I've watched the "In Your Atmosphere" video--conservative estimates only--four hundred million times. I know every vocal inflection and every guitar lick and could probably sing the lyrics and instrumentation a cappella note for note. So when he played it last night and he changed things up, or perhaps forgot his original version...that hurt a bit. And I'm gonna be honest, that video from "Where The Light Is" is one of the most heartbreaking solo performances I've ever watched. Last night at the Forum, 9 years or so later, he wasn't emoting the same way. His raspy voice has this naturally evocative quality, but it wasn't the same. Maybe he doesn't love the song as much as I do. Maybe he was eager to get to his trio set. Maybe he was just genuinely tired from being on the road, knowing he's got many months of touring ahead.
After the show, we rehashed every song in the Uber back to campus, and continued to dissect his showmanship over McDonald's fries. A woman wandered into the restaurant and screamed at the patrons through a hoarse voice that none of us were innocent of sin. We were all college students. Of course we weren't. I digress.

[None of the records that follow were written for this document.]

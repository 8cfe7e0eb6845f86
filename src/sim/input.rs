//! Directional input flags
//!
//! Set by key-down/key-up events between ticks, read by the mover.

use serde::{Deserialize, Serialize};

/// Steering direction on the cross axis
#[derive(Debug, Clone, Copy, PartialEq, Eq, Serialize, Deserialize)]
pub enum Direction {
    /// Toward the track's min edge (left, or up when horizontal)
    Near,
    /// Toward the track's max edge (right, or down when horizontal)
    Far,
}

impl Direction {
    /// Map a DOM `KeyboardEvent.key` value; unknown keys give `None`
    pub fn from_key(key: &str) -> Option<Self> {
        match key {
            "ArrowLeft" | "ArrowUp" | "a" | "A" | "w" | "W" => Some(Direction::Near),
            "ArrowRight" | "ArrowDown" | "d" | "D" | "s" | "S" => Some(Direction::Far),
            _ => None,
        }
    }
}

/// Held-direction flags
#[derive(Debug, Clone, Copy, Default, PartialEq, Eq, Serialize, Deserialize)]
pub struct InputState {
    pub near: bool,
    pub far: bool,
}

impl InputState {
    pub fn press(&mut self, dir: Direction) {
        self.set(dir, true);
    }

    pub fn release(&mut self, dir: Direction) {
        self.set(dir, false);
    }

    pub fn set(&mut self, dir: Direction, held: bool) {
        match dir {
            Direction::Near => self.near = held,
            Direction::Far => self.far = held,
        }
    }

    pub fn is_held(&self, dir: Direction) -> bool {
        match dir {
            Direction::Near => self.near,
            Direction::Far => self.far,
        }
    }

    /// Release both directions
    pub fn clear(&mut self) {
        *self = Self::default();
    }
}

It was 12:30 or so at this point, the same time four months ago when I first saw John Mayer take the stage, and like the previous time, I was more worn out than I thought I'd be. The thing about late nights is that they're not nights at all, that by technical measures it is already the next morning. I got an extra order of fries by accident, and I graciously handed them off. We were all starving, burning through our food at a breakneck pace and having the conversations that all music students have--here's what you need to be listening to, here's who I want to play for one day, here's what John should have played in the acoustic, no, the trio, no, the full band set, here's the best concert I've ever been to. There were lulls borne of exhaustion but never of boredom, because when you go see your favorite artist on earth with other people who love him as much as you do, it is impossible to be bored. But here you thought it was impossible to be tired, impossible to feel weary when you are watching your hero play, when you're someone else's hero and you're playing to a sold-out crowd in one of the greatest cities on earth.

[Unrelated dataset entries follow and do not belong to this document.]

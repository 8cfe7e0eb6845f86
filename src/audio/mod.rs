//! Sound cues for engine events
//!
//! The engine only emits events; this maps them to cues. Playback itself is
//! procedural Web Audio in the wasm build.

#[cfg(target_arch = "wasm32")]
mod web;

#[cfg(target_arch = "wasm32")]
pub use web::AudioManager;

use crate::sim::GameEvent;

/// Sound effect types
#[derive(Debug, Clone, Copy, PartialEq, Eq)]
pub enum SoundEffect {
    /// Engine revs up at the start of a run
    RunStart,
    /// Hit a hazard
    Crash,
    /// Picked up a bonus item
    BonusPickup,
    /// Difficulty step
    SpeedUp,
    /// Final score beat the record
    HighScore,
}

impl SoundEffect {
    /// Cue for an engine event, `None` for events that stay silent
    pub fn for_event(event: &GameEvent) -> Option<Self> {
        match event {
            GameEvent::RunStarted => Some(SoundEffect::RunStart),
            GameEvent::HazardCollision { .. } => Some(SoundEffect::Crash),
            GameEvent::BonusCollected { .. } => Some(SoundEffect::BonusPickup),
            GameEvent::SpeedIncreased { .. } => Some(SoundEffect::SpeedUp),
            GameEvent::NewHighScore { .. } => Some(SoundEffect::HighScore),
            GameEvent::Paused | GameEvent::Resumed => None,
        }
    }
}

#[cfg(test)]
mod tests {
    use super::*;

    #[test]
    fn test_event_cues() {
        assert_eq!(
            SoundEffect::for_event(&GameEvent::HazardCollision { score: 10 }),
            Some(SoundEffect::Crash)
        );
        assert_eq!(
            SoundEffect::for_event(&GameEvent::BonusCollected { reward: 50 }),
            Some(SoundEffect::BonusPickup)
        );
        assert_eq!(SoundEffect::for_event(&GameEvent::Paused), None);
    }
}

But you can get tired, whether you're awestruck in the audience or up on the elevated stage, looming larger than life above the rest of us. John Mayer is a goddamn human being and I am sorry for ever pretending he was something else. He makes mistakes. His gear doesn't work (and didn't last night, on what one of my buds later told me was supposed to be "Heartbreak Warfare"--DAMN it!). His voice breaks--he had to get surgery in order to get it back, and he thanked his doctor, who was in the audience with us. He has songs he likes, songs he's tolerates, songs he truly hates but knows he has to play anyway. And more than anything--how could I miss this?--he gets hurt. The songs on "The Search For Everything" are about a loss of love that leveled him so profoundly he had to make an album about it. John Mayer is not only breakable, but broken. He gets sick and he gets rejected and he has to pay taxes and this is a job for him, for all of us, last night was a two-hour escape from the drudgery and stress of our lives, but for him, for all the magic and dreams coming true on that stage, he was getting paid for it, and it was work, and there is something about getting paid to make magic that sucks a little bit of the life out of it.
I still love John Mayer. He is still one of my biggest influences. But I don't think I'll ever faint at the sight of him again. And I think I'll cut him some slack if he plays "In Your Atmosphere," and he skips the real ending.